**Your objective:** Set down the listing below verbatim, but only from its first line through the line containing "fails as a unit.".

**Source data:**
---
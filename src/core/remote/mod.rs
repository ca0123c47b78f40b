//! Remote secret store collaborators.
//!
//! The engine talks to the remote side through three traits so the
//! transport can be swapped without touching reconciliation:
//!
//! - [`EnvelopeSource`]: the current user's sealed project key
//! - [`SecretSource`]: the full secret set of an environment, opened
//! - [`SecretTransport`]: batch create, modify and delete
//!
//! ## Adding a New Backend
//!
//! 1. Implement the three traits
//! 2. Add the implementation in a new file (e.g., `http.rs`)
//! 3. Re-export from this module

use tracing::info;

use crate::core::cipher::{recover_project_key, EncryptedEnvelope, KeyPair, ProjectKey};
use crate::core::domain::{SealedSecret, SecretEntry};
use crate::core::reconcile::Plan;
use crate::core::types::{Environment, SecretId, WorkspaceId};
use crate::error::{Error, Operation, Result, TransportError};

mod fs;

pub use fs::{FileRemote, StoredSecret};

/// Everything a command needs to address the remote side.
///
/// Built once by the caller and passed explicitly; nothing below reads
/// process-wide state.
#[derive(Debug, Clone)]
pub struct Context {
    pub workspace_id: WorkspaceId,
    pub environment: Environment,
    pub key_pair: KeyPair,
}

impl Context {
    pub fn new(
        workspace_id: impl Into<WorkspaceId>,
        environment: impl Into<Environment>,
        key_pair: KeyPair,
    ) -> Self {
        Self {
            workspace_id: workspace_id.into(),
            environment: environment.into(),
            key_pair,
        }
    }
}

/// Source of the current user's project key envelope.
pub trait EnvelopeSource {
    /// The envelope addressed to `ctx.key_pair`.
    ///
    /// # Errors
    ///
    /// Returns `KeyError::NotAMember` if none exists.
    fn project_envelope(&self, ctx: &Context) -> Result<EncryptedEnvelope>;
}

/// Source of the remote secret set.
pub trait SecretSource {
    /// Every secret in `ctx.environment`, opened with `key`.
    ///
    /// # Errors
    ///
    /// Returns `CipherError::Integrity` if any stored field fails to open.
    fn fetch(&self, ctx: &Context, key: &ProjectKey) -> Result<Vec<SecretEntry>>;
}

/// Batch calls against the remote set. Each call succeeds or fails as a unit.
pub trait SecretTransport {
    fn batch_create(&self, ctx: &Context, secrets: &[SealedSecret]) -> Result<()>;
    fn batch_modify(&self, ctx: &Context, secrets: &[SealedSecret]) -> Result<()>;
    fn batch_delete(&self, ctx: &Context, ids: &[SecretId]) -> Result<()>;
}

/// A complete remote backend.
pub trait Remote: EnvelopeSource + SecretSource + SecretTransport {}

impl<T: EnvelopeSource + SecretSource + SecretTransport> Remote for T {}

/// Recover the project key for `ctx` from `source`.
///
/// # Errors
///
/// Any failure here is fatal for the command.
pub fn unlock(ctx: &Context, source: &impl EnvelopeSource) -> Result<ProjectKey> {
    let envelope = source.project_envelope(ctx)?;
    recover_project_key(&envelope, &ctx.key_pair)
}

fn in_batch(operation: Operation) -> impl FnOnce(Error) -> Error {
    move |e| match e {
        Error::Transport(t) => Error::Transport(t),
        other => TransportError::new(operation, other.to_string()).into(),
    }
}

/// Send a reconciliation plan: one create batch, then one modify batch.
///
/// Empty batches are skipped. A failed batch stops the command before the
/// next one is attempted; there is no atomicity across the two.
///
/// # Errors
///
/// Returns `TransportError` naming the batch that failed.
pub fn apply(plan: &Plan, transport: &impl SecretTransport, ctx: &Context) -> Result<()> {
    if !plan.to_create().is_empty() {
        transport
            .batch_create(ctx, plan.to_create())
            .map_err(in_batch(Operation::Creation))?;
        info!(count = plan.to_create().len(), env = %ctx.environment, "created secrets");
    }

    if !plan.to_modify().is_empty() {
        transport
            .batch_modify(ctx, plan.to_modify())
            .map_err(in_batch(Operation::Modification))?;
        info!(count = plan.to_modify().len(), env = %ctx.environment, "modified secrets");
    }

    Ok(())
}

/// Send a single delete batch.
///
/// # Errors
///
/// Returns `TransportError` with operation "deletion".
pub fn apply_deletion(ids: &[SecretId], transport: &impl SecretTransport, ctx: &Context) -> Result<()> {
    transport
        .batch_delete(ctx, ids)
        .map_err(in_batch(Operation::Deletion))?;
    info!(count = ids.len(), env = %ctx.environment, "deleted secrets");
    Ok(())
}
---
**Reply:**
filename src/core/remote/mod.rs
repository ca0123c47b78f40b
//! Remote secret store collaborators.
//!
//! The engine talks to the remote side through three traits so the
//! transport can be swapped without touching reconciliation:
//!
//! - [`EnvelopeSource`]: the current user's sealed project key
//! - [`SecretSource`]: the full secret set of an environment, opened
//! - [`SecretTransport`]: batch create, modify and delete
//!
//! ## Adding a New Backend
//!
//! 1. Implement the three traits
//! 2. Add the implementation in a new file (e.g., `http.rs`)
//! 3. Re-export from this module

use tracing::info;

use crate::core::cipher::{recover_project_key, EncryptedEnvelope, KeyPair, ProjectKey};
use crate::core::domain::{SealedSecret, SecretEntry};
use crate::core::reconcile::Plan;
use crate::core::types::{Environment, SecretId, WorkspaceId};
use crate::error::{Error, Operation, Result, TransportError};

mod fs;

pub use fs::{FileRemote, StoredSecret};

/// Everything a command needs to address the remote side.
///
/// Built once by the caller and passed explicitly; nothing below reads
/// process-wide state.
#[derive(Debug, Clone)]
pub struct Context {
    pub workspace_id: WorkspaceId,
    pub environment: Environment,
    pub key_pair: KeyPair,
}

impl Context {
    pub fn new(
        workspace_id: impl Into<WorkspaceId>,
        environment: impl Into<Environment>,
        key_pair: KeyPair,
    ) -> Self {
        Self {
            workspace_id: workspace_id.into(),
            environment: environment.into(),
            key_pair,
        }
    }
}

/// Source of the current user's project key envelope.
pub trait EnvelopeSource {
    /// The envelope addressed to `ctx.key_pair`.
    ///
    /// # Errors
    ///
    /// Returns `KeyError::NotAMember` if none exists.
    fn project_envelope(&self, ctx: &Context) -> Result<EncryptedEnvelope>;
}

/// Source of the remote secret set.
pub trait SecretSource {
    /// Every secret in `ctx.environment`, opened with `key`.
    ///
    /// # Errors
    ///
    /// Returns `CipherError::Integrity` if any stored field fails to open.
    fn fetch(&self, ctx: &Context, key: &ProjectKey) -> Result<Vec<SecretEntry>>;
}

/// Batch calls against the remote set. Each call succeeds or fails as a unit.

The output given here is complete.